> [What you will do]:
Using the records below, find every line that includes "admin" and copy it.

Collected data entries:
*** Block opens ***

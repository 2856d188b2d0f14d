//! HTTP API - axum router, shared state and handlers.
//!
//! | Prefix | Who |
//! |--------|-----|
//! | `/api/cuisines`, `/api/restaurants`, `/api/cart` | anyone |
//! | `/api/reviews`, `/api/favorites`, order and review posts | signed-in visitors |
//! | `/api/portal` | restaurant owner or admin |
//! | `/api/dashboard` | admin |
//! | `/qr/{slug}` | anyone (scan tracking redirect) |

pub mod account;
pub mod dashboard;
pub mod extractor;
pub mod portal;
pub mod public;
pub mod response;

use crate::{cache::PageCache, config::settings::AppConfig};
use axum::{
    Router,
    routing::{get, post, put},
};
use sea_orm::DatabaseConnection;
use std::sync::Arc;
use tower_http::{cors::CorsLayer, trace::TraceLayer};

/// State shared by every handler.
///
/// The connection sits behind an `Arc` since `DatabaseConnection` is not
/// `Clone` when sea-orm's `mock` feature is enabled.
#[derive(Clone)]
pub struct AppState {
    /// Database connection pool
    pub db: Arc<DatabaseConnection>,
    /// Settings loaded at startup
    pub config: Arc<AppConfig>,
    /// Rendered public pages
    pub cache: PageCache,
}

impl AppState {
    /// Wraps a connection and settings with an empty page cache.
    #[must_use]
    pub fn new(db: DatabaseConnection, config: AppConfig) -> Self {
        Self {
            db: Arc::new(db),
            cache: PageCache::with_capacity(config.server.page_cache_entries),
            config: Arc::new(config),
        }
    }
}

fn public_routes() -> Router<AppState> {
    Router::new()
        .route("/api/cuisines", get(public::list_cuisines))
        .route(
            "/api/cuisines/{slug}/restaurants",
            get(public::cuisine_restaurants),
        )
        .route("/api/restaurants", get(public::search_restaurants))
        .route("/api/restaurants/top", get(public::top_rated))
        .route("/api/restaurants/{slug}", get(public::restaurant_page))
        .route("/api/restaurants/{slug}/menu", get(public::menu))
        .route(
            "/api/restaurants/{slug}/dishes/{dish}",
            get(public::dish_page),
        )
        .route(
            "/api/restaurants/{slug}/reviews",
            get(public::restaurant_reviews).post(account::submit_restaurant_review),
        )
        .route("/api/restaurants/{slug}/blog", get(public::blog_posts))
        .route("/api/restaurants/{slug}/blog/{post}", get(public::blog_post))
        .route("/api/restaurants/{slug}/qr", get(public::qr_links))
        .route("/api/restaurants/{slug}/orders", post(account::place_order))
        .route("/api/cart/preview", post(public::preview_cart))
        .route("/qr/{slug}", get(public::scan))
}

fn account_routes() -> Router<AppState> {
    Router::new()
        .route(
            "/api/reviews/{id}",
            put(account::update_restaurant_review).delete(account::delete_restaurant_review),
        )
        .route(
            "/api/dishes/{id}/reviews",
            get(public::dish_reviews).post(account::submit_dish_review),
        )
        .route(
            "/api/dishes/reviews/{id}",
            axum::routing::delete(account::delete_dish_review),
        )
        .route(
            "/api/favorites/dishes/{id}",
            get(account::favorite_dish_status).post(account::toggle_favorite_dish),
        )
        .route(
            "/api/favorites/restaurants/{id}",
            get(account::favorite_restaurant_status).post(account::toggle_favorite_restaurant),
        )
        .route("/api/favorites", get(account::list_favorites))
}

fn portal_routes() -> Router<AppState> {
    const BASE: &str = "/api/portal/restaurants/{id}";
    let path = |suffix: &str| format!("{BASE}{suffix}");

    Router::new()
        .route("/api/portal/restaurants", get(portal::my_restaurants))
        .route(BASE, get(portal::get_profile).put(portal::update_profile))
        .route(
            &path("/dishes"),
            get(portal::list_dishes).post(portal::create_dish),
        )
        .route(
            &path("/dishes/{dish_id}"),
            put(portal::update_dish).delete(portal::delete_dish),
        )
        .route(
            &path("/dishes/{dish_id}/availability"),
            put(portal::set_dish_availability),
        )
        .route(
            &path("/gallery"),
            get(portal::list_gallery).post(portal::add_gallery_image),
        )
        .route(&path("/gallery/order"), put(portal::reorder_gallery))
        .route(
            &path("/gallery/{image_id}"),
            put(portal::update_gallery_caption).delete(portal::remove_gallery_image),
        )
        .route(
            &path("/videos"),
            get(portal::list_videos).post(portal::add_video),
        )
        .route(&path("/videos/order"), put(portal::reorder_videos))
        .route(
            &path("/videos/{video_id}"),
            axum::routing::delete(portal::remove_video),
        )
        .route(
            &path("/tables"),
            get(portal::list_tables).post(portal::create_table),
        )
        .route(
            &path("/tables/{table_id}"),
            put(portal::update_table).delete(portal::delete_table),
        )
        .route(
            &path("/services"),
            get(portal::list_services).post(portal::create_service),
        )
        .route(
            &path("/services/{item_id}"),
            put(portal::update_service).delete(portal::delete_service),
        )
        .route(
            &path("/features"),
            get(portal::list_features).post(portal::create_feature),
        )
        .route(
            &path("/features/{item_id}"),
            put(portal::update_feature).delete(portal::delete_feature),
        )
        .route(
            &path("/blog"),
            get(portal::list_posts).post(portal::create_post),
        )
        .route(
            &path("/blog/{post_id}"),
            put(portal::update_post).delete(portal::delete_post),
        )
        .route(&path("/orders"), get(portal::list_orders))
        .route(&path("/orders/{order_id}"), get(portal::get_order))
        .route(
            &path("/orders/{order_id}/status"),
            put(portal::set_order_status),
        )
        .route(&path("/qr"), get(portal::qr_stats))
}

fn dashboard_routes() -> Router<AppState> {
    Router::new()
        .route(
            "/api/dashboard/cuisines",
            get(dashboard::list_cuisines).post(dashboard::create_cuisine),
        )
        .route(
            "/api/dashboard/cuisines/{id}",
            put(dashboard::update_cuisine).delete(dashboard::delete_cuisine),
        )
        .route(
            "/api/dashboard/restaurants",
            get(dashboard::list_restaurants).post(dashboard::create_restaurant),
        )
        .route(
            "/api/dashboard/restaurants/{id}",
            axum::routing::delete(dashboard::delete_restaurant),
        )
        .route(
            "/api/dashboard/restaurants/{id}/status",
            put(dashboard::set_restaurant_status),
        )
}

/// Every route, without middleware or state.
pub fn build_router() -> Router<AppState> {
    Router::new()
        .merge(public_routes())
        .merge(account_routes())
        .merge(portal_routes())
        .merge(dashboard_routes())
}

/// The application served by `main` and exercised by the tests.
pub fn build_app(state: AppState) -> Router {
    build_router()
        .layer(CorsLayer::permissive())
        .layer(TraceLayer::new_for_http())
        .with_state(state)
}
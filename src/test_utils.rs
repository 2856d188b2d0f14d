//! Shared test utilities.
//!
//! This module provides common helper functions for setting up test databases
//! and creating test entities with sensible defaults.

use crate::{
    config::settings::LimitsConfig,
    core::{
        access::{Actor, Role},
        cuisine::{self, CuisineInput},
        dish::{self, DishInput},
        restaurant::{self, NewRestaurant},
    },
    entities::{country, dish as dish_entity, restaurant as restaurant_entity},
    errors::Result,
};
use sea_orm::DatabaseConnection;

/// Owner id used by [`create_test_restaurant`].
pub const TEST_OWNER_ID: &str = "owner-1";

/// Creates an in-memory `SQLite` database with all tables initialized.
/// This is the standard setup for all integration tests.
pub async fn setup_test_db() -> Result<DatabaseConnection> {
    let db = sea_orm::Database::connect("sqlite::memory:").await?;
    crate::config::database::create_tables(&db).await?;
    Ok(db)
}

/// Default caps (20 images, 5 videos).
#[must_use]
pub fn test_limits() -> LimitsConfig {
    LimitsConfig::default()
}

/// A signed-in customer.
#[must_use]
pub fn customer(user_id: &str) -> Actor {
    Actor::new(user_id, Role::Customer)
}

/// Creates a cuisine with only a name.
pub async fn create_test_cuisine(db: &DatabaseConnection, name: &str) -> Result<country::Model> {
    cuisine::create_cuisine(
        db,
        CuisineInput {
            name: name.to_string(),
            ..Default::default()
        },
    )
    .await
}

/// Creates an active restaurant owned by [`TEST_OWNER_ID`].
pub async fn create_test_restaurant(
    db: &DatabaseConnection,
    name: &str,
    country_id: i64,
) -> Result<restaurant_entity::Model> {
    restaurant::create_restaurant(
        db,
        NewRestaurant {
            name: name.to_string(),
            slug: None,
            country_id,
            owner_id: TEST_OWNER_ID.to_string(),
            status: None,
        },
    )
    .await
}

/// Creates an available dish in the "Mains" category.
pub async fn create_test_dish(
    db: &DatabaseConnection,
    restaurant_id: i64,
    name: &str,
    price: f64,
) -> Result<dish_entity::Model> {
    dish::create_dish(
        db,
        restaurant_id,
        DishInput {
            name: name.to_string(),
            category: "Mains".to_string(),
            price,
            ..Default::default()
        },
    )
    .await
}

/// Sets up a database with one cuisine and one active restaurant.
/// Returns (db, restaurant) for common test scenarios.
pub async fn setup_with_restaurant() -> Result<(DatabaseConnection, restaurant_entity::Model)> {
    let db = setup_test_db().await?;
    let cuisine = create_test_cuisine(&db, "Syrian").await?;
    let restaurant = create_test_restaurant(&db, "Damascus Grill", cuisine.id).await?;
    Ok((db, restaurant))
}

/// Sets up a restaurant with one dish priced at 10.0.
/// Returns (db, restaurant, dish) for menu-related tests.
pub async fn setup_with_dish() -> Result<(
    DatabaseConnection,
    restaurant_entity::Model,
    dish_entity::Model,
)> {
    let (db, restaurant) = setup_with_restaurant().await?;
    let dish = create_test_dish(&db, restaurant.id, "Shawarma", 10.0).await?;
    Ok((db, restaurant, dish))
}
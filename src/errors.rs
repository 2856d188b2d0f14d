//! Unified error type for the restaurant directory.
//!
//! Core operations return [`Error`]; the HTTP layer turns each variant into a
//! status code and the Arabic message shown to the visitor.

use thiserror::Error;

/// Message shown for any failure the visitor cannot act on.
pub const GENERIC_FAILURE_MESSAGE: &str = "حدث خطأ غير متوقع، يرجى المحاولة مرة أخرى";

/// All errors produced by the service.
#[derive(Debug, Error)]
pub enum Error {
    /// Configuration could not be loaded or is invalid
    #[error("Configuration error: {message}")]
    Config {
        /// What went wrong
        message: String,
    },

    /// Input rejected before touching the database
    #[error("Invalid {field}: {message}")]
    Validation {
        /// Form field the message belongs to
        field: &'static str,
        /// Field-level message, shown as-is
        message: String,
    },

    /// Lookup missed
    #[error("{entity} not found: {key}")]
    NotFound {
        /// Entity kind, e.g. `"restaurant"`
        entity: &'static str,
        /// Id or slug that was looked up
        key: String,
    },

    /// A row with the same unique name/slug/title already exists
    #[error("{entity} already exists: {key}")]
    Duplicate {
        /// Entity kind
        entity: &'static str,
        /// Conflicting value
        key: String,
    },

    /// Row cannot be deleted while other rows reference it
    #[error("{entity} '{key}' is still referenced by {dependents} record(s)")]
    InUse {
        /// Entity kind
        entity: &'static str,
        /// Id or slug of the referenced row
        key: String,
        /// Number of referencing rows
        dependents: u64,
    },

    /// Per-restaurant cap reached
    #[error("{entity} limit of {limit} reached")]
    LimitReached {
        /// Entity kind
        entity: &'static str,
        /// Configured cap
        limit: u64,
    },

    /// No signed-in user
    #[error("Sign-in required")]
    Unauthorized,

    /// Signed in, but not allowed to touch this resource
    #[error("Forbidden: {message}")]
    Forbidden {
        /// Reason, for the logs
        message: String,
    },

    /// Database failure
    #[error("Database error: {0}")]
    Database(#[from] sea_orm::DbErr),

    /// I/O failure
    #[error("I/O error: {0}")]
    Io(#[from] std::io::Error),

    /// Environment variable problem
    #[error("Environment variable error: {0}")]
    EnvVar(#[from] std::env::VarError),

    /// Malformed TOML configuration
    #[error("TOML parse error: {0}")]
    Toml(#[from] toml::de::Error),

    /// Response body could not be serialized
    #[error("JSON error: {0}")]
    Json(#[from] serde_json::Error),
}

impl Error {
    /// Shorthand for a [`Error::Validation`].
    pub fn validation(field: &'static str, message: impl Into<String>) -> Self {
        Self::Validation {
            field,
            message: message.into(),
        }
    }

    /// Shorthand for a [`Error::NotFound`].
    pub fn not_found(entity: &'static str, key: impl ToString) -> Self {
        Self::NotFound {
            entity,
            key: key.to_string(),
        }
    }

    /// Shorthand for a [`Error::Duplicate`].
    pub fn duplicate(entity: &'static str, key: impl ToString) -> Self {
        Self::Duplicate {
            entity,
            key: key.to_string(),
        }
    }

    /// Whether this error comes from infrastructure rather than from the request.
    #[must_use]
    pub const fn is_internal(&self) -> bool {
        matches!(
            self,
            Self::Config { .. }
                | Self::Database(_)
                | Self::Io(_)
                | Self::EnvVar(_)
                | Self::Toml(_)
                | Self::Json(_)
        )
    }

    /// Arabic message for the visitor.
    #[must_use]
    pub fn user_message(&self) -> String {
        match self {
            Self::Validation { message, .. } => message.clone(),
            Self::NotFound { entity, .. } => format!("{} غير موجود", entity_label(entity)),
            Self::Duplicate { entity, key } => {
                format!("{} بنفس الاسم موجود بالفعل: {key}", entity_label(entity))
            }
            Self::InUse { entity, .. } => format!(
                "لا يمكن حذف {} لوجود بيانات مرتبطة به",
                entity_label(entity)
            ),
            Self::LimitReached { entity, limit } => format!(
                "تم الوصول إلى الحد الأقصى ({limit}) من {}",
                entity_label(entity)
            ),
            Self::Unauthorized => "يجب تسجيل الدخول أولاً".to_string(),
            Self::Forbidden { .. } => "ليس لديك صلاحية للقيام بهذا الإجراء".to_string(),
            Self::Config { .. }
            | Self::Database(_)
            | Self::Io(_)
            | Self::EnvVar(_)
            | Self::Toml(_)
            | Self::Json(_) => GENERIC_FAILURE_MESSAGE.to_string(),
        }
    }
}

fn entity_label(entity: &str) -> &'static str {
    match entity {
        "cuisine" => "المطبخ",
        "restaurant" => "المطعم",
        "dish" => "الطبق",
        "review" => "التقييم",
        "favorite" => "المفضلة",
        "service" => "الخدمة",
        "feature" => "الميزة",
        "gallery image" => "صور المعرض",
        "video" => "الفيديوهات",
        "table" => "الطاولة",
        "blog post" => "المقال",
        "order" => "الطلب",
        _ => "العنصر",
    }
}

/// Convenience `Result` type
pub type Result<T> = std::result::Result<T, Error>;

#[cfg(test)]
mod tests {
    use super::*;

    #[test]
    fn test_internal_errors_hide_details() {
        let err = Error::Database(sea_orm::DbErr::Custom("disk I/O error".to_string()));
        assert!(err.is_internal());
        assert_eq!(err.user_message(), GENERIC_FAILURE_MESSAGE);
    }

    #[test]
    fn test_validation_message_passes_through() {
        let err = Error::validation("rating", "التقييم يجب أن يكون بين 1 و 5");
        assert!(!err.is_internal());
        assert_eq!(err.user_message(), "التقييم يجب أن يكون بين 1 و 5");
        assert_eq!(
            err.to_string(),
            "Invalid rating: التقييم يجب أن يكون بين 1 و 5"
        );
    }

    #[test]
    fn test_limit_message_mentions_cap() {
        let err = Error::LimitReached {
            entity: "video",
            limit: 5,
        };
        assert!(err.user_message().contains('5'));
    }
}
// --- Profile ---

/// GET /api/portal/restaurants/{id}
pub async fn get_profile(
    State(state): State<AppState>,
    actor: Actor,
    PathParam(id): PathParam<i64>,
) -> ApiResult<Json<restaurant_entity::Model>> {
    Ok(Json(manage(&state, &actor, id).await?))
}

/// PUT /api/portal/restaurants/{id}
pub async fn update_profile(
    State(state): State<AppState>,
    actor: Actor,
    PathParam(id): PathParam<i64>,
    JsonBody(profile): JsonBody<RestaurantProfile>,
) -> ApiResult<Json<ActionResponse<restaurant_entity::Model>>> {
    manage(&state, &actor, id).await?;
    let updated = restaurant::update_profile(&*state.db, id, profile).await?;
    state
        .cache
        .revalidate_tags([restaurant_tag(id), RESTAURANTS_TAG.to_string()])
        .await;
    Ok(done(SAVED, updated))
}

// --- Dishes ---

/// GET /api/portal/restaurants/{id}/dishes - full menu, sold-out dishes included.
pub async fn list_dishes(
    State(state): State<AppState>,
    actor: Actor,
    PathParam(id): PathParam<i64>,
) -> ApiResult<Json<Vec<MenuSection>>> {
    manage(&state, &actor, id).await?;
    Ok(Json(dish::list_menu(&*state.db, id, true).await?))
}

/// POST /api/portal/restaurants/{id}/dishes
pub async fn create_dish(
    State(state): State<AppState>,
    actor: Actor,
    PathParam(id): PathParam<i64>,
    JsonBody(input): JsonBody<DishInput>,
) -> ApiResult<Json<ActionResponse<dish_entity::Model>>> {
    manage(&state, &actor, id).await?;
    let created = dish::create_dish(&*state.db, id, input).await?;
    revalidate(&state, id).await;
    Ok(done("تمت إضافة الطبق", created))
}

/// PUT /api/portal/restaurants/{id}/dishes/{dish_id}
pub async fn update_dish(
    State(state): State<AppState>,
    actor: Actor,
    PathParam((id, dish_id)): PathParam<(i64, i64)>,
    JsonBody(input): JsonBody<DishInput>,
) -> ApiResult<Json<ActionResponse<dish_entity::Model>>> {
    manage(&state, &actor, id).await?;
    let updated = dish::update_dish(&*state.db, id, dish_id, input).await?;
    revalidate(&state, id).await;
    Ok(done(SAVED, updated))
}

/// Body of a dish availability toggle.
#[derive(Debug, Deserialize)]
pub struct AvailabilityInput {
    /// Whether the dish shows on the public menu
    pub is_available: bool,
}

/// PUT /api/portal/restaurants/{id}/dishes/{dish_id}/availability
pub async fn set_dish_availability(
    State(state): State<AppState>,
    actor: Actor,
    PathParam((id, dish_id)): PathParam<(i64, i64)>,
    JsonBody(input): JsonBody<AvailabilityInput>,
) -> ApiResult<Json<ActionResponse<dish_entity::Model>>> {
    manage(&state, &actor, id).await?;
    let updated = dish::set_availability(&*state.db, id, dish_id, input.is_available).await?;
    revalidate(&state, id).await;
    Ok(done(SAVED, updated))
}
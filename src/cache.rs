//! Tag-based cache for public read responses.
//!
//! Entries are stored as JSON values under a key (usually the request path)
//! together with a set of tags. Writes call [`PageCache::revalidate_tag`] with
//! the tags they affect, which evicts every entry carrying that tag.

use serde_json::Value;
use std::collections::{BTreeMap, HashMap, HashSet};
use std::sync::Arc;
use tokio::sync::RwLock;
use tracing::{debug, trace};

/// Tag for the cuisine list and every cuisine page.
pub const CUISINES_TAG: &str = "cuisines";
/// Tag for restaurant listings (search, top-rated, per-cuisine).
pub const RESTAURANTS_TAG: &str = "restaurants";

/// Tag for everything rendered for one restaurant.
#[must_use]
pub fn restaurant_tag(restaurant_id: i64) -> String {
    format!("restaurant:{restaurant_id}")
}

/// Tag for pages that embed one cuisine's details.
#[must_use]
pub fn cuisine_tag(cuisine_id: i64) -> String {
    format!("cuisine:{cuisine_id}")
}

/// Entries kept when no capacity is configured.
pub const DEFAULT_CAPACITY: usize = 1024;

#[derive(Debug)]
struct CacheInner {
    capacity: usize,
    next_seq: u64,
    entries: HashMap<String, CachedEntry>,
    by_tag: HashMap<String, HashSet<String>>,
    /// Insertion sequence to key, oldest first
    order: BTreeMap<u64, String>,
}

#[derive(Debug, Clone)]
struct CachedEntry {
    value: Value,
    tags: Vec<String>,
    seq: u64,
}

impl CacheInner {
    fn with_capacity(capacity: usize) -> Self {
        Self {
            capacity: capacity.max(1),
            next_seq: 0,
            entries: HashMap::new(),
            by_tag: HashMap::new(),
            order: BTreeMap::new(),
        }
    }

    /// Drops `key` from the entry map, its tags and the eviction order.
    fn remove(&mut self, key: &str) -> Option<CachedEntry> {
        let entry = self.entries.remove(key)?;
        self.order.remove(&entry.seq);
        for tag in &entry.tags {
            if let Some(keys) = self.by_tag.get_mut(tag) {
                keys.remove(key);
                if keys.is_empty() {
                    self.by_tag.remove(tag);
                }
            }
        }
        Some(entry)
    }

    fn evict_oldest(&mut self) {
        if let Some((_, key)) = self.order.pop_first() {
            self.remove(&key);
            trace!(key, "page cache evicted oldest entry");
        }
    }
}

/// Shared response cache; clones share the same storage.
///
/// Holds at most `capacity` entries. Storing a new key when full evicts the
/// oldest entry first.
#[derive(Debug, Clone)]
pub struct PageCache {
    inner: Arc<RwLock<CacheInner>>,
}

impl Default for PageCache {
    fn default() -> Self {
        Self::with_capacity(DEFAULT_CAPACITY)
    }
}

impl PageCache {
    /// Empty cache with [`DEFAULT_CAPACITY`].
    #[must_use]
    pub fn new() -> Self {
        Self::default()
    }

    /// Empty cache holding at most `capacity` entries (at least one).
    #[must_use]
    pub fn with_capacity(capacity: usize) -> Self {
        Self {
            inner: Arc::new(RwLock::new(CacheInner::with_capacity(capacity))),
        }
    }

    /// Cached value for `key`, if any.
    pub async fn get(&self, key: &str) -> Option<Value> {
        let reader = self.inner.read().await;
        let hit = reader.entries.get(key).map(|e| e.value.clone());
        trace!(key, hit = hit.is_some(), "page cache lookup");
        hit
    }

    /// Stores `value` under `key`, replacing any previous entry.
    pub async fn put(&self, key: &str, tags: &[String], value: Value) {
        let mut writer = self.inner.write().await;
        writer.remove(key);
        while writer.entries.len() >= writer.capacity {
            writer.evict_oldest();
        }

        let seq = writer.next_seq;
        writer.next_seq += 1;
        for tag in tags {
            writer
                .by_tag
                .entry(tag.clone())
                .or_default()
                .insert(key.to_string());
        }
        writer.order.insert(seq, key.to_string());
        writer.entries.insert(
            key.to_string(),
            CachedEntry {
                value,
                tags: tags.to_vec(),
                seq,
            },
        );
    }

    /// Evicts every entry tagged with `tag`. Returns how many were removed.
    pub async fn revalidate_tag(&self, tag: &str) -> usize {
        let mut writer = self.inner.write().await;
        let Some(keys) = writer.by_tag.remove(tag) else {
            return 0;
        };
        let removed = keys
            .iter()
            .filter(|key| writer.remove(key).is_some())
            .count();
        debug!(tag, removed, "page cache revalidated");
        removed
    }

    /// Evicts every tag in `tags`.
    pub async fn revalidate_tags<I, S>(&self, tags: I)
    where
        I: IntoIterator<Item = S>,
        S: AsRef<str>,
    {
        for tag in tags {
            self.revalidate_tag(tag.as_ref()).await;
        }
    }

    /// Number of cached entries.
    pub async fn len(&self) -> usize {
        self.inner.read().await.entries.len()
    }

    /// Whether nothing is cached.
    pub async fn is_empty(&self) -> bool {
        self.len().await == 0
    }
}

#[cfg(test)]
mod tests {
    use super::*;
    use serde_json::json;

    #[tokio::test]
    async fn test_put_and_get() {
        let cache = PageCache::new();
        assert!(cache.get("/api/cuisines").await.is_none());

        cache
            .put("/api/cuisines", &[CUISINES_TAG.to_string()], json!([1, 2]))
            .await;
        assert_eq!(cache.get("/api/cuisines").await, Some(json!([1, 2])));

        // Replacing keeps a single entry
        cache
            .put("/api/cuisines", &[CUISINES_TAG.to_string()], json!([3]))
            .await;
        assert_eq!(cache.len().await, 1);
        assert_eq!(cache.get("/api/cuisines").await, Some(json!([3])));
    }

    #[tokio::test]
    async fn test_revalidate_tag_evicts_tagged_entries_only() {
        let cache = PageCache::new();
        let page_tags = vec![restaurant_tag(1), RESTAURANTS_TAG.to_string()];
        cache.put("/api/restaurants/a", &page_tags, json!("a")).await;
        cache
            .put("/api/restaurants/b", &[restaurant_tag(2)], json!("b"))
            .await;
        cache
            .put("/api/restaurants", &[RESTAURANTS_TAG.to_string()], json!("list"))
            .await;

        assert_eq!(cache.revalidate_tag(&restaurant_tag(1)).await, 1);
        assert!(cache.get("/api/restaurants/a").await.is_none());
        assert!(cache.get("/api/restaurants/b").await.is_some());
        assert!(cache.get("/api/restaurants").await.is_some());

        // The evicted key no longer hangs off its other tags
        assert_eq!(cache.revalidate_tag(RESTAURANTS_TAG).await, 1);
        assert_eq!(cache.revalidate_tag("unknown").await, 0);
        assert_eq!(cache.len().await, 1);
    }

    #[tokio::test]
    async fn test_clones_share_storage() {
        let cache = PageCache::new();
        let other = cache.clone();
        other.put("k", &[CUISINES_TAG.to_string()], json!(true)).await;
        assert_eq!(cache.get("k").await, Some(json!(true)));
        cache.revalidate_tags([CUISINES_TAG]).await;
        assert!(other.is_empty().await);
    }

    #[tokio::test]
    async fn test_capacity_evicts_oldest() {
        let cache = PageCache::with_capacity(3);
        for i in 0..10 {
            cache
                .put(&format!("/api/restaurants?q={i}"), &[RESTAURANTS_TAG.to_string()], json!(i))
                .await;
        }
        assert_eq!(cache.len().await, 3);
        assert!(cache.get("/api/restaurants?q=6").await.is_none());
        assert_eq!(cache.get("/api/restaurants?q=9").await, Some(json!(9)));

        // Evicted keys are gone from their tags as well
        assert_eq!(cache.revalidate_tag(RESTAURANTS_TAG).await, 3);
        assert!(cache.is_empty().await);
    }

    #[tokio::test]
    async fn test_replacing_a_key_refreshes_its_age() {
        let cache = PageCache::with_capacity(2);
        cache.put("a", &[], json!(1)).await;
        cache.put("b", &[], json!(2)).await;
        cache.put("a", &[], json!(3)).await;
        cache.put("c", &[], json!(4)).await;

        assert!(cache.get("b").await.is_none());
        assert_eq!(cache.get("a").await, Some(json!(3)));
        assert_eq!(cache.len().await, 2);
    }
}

*** Block closes ***

> [Solution for this task]:
//! | `/api/portal` | restaurant owner or admin |
//! | `/api/dashboard` | admin |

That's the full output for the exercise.